Bhopal’s Slow Leak
A quarter century after the worst chemical spill in history, an ugly legacy
affects both Bhopalis and Dow Chemical
by Jacob Resneck
They came with rocks. They came with iron bars, sticks and petrol. They toppled scaffolding, tore out timber frames and wrecked foundations. Then with petrol and kerosene carried in jerry cans, they set the wreckage alight. That July morning as the summer heat bore down on the village of Shinde – about 30 kilometres from Pune in the state of Maharashtra – hundreds of Warkari devotees razed a Dow Chemical Corporation building site, slated to be a research and development centre.
“All the machines were burned down,” recalls 57-year-old Vilas Sonawane, a leader of the Lok Shasan movement that opposes Dow. “Then there was a godown, the godown was burnt down. That is how it took place.”
The violence terminated a bitter standoff. Villagers and Warkari pilgrims united against the police protecting Dow’s expansion into the rural Chakan district.
Work has been halted since January 2008 when local villagers boycotted the workers at the site, refusing to sell them food or provide water.

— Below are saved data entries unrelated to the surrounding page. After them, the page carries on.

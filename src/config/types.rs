//! Configuration constants and value parsers.

use std::time::Duration;

/// Environment variable holding the `tracing` filter directive.
pub const LOG_ENV: &str = "FLOCKGUARD_LOG";

/// Filter used when [`LOG_ENV`] is unset. Keeps stderr quiet by default.
pub const DEFAULT_LOG_FILTER: &str = "warn";

/// Parse a duration like `2`, `1.5`, `250ms`, `2s`, `1m` or `1h`.
///
/// Bare numbers are seconds and may be fractional. Negative, non-finite, or
/// overflowing values are rejected.
pub fn parse_duration(s: &str) -> Result<Duration, String> {
    let s = s.trim();
    if s.is_empty() {
        return Err("duration must not be empty".to_string());
    }

    let (number, scale) = if let Some(n) = s.strip_suffix("ms") {
        (n, 0.001)
    } else if let Some(n) = s.strip_suffix('s') {
        (n, 1.0)
    } else if let Some(n) = s.strip_suffix('m') {
        (n, 60.0)
    } else if let Some(n) = s.strip_suffix('h') {
        (n, 3600.0)
    } else {
        (s, 1.0)
    };

    let value: f64 = number
        .trim()
        .parse()
        .map_err(|_| format!("invalid duration '{}': expected e.g. 2, 1.5, 250ms, 2s, 1m", s))?;

    Duration::try_from_secs_f64(value * scale)
        .map_err(|e| format!("invalid duration '{}': {}", s, e))
}
//! Milestone event log for the flockguard binary.
//!
//! Besides printing milestone tokens on stdout, `probe` can append one event
//! per milestone to an NDJSON file (one JSON object per line). Several probe
//! processes may share the file; every event is written with a single append
//! so lines from different processes do not interleave.
//!
//! # Event Format
//!
//! Each event is a JSON object with the following fields:
//! - `ts`: RFC3339 timestamp
//! - `action`: `locked`, `unlocked` or `lock_failed`
//! - `actor`: The owner string (e.g., `user@HOST`)
//! - `pid`: Process ID of the writer
//! - `path`: The coordination file
//! - `mode` / `policy`: How the lock was requested
//! - `error`: Failure description, for `lock_failed` only

use crate::error::CliError;
use crate::locks::{Blocking, LockMode};
use chrono::{DateTime, Utc};
use serde::{Deserialize, Serialize};
use std::fs::OpenOptions;
use std::io::Write;
use std::path::{Path, PathBuf};

/// Lock milestones that can be logged as events.
#[derive(Debug, Clone, Copy, PartialEq, Eq, Serialize, Deserialize)]
#[serde(rename_all = "snake_case")]
pub enum EventAction {
    /// Lock acquired
    Locked,
    /// Lock released
    Unlocked,
    /// Lock could not be acquired
    LockFailed,
}

impl std::fmt::Display for EventAction {
    fn fmt(&self, f: &mut std::fmt::Formatter<'_>) -> std::fmt::Result {
        match self {
            EventAction::Locked => write!(f, "locked"),
            EventAction::Unlocked => write!(f, "unlocked"),
            EventAction::LockFailed => write!(f, "lock_failed"),
        }
    }
}

/// An event record for the milestone log.
#[derive(Debug, Clone, Serialize, Deserialize)]
pub struct Event {
    /// RFC3339 timestamp when the event occurred.
    pub ts: DateTime<Utc>,

    /// The milestone reached.
    pub action: EventAction,

    /// The actor (e.g., `user@HOST`).
    pub actor: String,

    /// Process ID of the writer.
    pub pid: u32,

    /// The coordination file.
    pub path: PathBuf,

    /// Requested lock mode.
    pub mode: LockMode,

    /// Requested acquisition policy.
    pub policy: Blocking,

    /// Failure description for `lock_failed`.
    #[serde(skip_serializing_if = "Option::is_none")]
    pub error: Option<String>,
}

impl Event {
    /// Create a new event stamped with the current time, user, host and PID.
    pub fn new(action: EventAction, path: &Path, mode: LockMode, policy: Blocking) -> Self {
        Self {
            ts: Utc::now(),
            action,
            actor: get_actor_string(),
            pid: std::process::id(),
            path: path.to_path_buf(),
            mode,
            policy,
            error: None,
        }
    }

    /// Attach a failure description.
    pub fn with_error(mut self, error: impl Into<String>) -> Self {
        self.error = Some(error.into());
        self
    }

    /// Serialize the event to a single-line JSON string.
    pub fn to_ndjson_line(&self) -> Result<String, CliError> {
        serde_json::to_string(self)
            .map_err(|e| CliError::Output(format!("failed to serialize event to JSON: {}", e)))
    }
}

/// Get the actor string for event metadata.
fn get_actor_string() -> String {
    let user = std::env::var("USER")
        .or_else(|_| std::env::var("USERNAME"))
        .unwrap_or_else(|_| "unknown".to_string());

    let host = hostname::get()
        .map(|h| h.to_string_lossy().to_string())
        .unwrap_or_else(|_| "unknown".to_string());

    format!("{}@{}", user, host)
}

/// Append an event to the NDJSON file at `events_file`.
///
/// The file is created if it doesn't exist; its parent directory must exist.
///
/// # Errors
///
/// * `CliError::Output` - Serialization, open, or write failed
pub fn append_event(events_file: &Path, event: &Event) -> Result<(), CliError> {
    let mut line = event.to_ndjson_line()?;
    line.push('\n');

    let mut file = OpenOptions::new()
        .create(true)
        .append(true)
        .open(events_file)
        .map_err(|e| {
            CliError::Output(format!(
                "failed to open events file '{}': {}",
                events_file.display(),
                e
            ))
        })?;

    // One write per line keeps concurrent appenders from interleaving.
    file.write_all(line.as_bytes()).map_err(|e| {
        CliError::Output(format!(
            "failed to write event to '{}': {}",
            events_file.display(),
            e
        ))
    })
}

/// Read every event from an NDJSON file, in file order.
pub fn read_events(events_file: &Path) -> Result<Vec<Event>, CliError> {
    let content = std::fs::read_to_string(events_file).map_err(|e| {
        CliError::Output(format!(
            "failed to read events file '{}': {}",
            events_file.display(),
            e
        ))
    })?;

    content
        .lines()
        .filter(|line| !line.trim().is_empty())
        .map(|line| {
            serde_json::from_str(line)
                .map_err(|e| CliError::Output(format!("invalid event line '{}': {}", line, e)))
        })
        .collect()
}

The destruction on July 25, 2008 was the work of hundreds of Warkaris, devotees to a 17th century Hindu sect who make an annual pilgrimage to the area during the lunar month of Aashadha. They were convinced the building was too close to sacred sites.
Officials in Maharashtra, long champions of Dow’s expansion intothe area, were furious, even accusing the neighbouring state of Gujarat of planting agent provocateurs in the
village to steal the 300 jobs promised by Dow.
But this David-and-Goliath story of a farming village of 2,200 people defeating a petrochemical company that last year boasted $57.5 billion in sales has a back story. It begins more than 800 kilometres away, in the state of Madhya Pradesh.
In India, the name Union Carbide is synonymous with mass death. Twenty-five years ago, Union Carbide Corporation’s pesticide plant in Bhopal leaked tons of poisonous gas that killed thousands. The disaster stands alongside nuclear meltdowns like Three Mile Island and Chernobyl as one of the greatest man-made calamities ever.
And Sonawane, the activist, wasn’t scared to point out this connection to villagers. “We told them it was quite possible that Bhopal maybe could happen again if this company is situated here,” Sonawane says. “The villagers were convinced; they were really scared.”
Since Dow completed its takeover of Union Carbide in 2001 it’s found itself tainted with the past sins of its subsidiary; a connection that company continues to deny.
“Dow never owned or operated the Bhopal plant, Dow does not have responsibility for any issues pertaining to Bhopal,” says Dow spokesman Scot Wheeler via e-mail. Wheeler notes that Dow completed its purchase of Union Carbide after the company had divested itself of the Indian subsidiary that had owned and operated the Bhopal plant.
But the stigma that Dow inherited in India lives on.
Perhaps that’s one reason why the building site in Maharashtra never bore the Dow logo and the company’s presence wasn’t known until it had been triumphantly announced during a joint statement by Dow and Chief Minister Vilasrao Deshmukh, who said the project would put “this small village on the global R&D map”.
Bhopal is still haunted by the night a tank holding more than 40 tons of methyl isocyanate (MIC) at a pesticide plant in the urban centre ruptured, spewing tons of toxic gases that killed more than 3,000 overnight and maimed thousands more in the early hours of December 3, 1984.
More than two decades later, survivors of that horrific night and their kin continue to suffer from health effects and seek justice from the company and their government. Many claims they have been cast off as collateral damage in India’s drive to industrialise and court international investment.